Saved data entries:
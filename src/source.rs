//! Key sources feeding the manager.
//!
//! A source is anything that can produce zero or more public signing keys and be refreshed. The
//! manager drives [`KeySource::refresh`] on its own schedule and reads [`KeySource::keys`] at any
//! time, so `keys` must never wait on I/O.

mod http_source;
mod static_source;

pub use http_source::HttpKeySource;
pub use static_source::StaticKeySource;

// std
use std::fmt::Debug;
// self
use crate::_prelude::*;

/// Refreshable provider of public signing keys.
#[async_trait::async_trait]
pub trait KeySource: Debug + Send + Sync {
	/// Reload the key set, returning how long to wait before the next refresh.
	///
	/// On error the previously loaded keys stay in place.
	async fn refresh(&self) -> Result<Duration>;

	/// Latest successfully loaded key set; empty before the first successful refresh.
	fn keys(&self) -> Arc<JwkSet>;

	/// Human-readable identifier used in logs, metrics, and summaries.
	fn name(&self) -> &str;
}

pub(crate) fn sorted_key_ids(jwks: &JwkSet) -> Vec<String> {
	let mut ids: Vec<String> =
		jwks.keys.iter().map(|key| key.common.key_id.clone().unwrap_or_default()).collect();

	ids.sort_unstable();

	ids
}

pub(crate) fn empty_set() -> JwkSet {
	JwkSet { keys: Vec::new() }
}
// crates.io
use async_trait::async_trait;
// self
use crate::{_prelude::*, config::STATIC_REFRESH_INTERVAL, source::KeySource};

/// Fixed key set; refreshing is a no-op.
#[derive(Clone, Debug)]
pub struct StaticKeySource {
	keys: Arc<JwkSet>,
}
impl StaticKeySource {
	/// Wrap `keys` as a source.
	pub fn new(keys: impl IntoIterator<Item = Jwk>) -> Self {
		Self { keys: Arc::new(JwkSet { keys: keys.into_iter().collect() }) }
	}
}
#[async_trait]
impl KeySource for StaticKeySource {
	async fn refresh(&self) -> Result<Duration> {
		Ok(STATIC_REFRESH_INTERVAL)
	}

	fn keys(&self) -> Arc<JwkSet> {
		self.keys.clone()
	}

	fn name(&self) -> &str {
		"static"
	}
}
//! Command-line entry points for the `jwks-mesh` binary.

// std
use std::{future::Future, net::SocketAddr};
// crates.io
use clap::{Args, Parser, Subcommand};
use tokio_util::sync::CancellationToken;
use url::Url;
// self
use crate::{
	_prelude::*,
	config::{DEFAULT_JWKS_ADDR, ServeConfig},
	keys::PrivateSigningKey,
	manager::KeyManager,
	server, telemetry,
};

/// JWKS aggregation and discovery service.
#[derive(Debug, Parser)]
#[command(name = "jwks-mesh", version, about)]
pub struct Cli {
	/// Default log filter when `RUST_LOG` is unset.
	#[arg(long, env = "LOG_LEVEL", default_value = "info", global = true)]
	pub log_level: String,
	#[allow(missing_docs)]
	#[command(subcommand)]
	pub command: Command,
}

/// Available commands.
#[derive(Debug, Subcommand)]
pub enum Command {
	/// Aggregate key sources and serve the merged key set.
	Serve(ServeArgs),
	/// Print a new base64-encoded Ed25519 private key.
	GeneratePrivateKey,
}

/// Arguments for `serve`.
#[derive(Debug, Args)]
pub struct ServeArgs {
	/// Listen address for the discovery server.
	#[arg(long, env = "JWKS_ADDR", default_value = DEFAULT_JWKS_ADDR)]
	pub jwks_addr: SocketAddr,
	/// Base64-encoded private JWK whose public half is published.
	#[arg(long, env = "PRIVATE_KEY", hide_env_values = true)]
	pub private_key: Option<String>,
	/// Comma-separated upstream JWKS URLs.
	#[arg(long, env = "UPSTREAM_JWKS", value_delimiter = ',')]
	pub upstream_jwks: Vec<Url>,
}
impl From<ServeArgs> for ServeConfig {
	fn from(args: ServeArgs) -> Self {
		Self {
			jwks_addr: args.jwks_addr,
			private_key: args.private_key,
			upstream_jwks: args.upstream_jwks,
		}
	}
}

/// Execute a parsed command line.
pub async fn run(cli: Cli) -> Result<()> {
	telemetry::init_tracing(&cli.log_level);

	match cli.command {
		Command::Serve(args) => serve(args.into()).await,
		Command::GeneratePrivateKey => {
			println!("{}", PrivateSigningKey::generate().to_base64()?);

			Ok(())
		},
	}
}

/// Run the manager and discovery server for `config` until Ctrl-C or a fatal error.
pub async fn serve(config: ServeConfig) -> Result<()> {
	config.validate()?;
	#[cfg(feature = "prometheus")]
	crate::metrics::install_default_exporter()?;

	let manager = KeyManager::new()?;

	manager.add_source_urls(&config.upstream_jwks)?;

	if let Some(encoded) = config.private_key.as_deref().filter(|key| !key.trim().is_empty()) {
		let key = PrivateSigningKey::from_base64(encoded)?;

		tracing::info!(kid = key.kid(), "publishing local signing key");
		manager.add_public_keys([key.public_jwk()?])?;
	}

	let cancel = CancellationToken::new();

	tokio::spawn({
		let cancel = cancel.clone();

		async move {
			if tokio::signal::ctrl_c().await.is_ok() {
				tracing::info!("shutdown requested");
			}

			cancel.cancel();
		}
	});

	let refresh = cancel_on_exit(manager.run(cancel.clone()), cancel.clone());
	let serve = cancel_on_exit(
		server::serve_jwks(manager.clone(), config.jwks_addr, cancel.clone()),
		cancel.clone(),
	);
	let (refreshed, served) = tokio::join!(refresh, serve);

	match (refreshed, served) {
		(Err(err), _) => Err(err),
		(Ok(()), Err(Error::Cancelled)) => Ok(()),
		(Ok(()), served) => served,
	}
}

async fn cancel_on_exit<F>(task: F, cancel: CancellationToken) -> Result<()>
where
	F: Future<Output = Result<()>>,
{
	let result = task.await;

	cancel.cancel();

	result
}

### Problem to work on
From the first line of the entries above to the line with "its own schedule", please return every line exactly, keeping both ends.

### Reply
filename src/source.rs
//! Key sources feeding the manager.
//!
//! A source is anything that can produce zero or more public signing keys and be refreshed. The
//! manager drives [`KeySource::refresh`] on its own schedule and reads [`KeySource::keys`] at any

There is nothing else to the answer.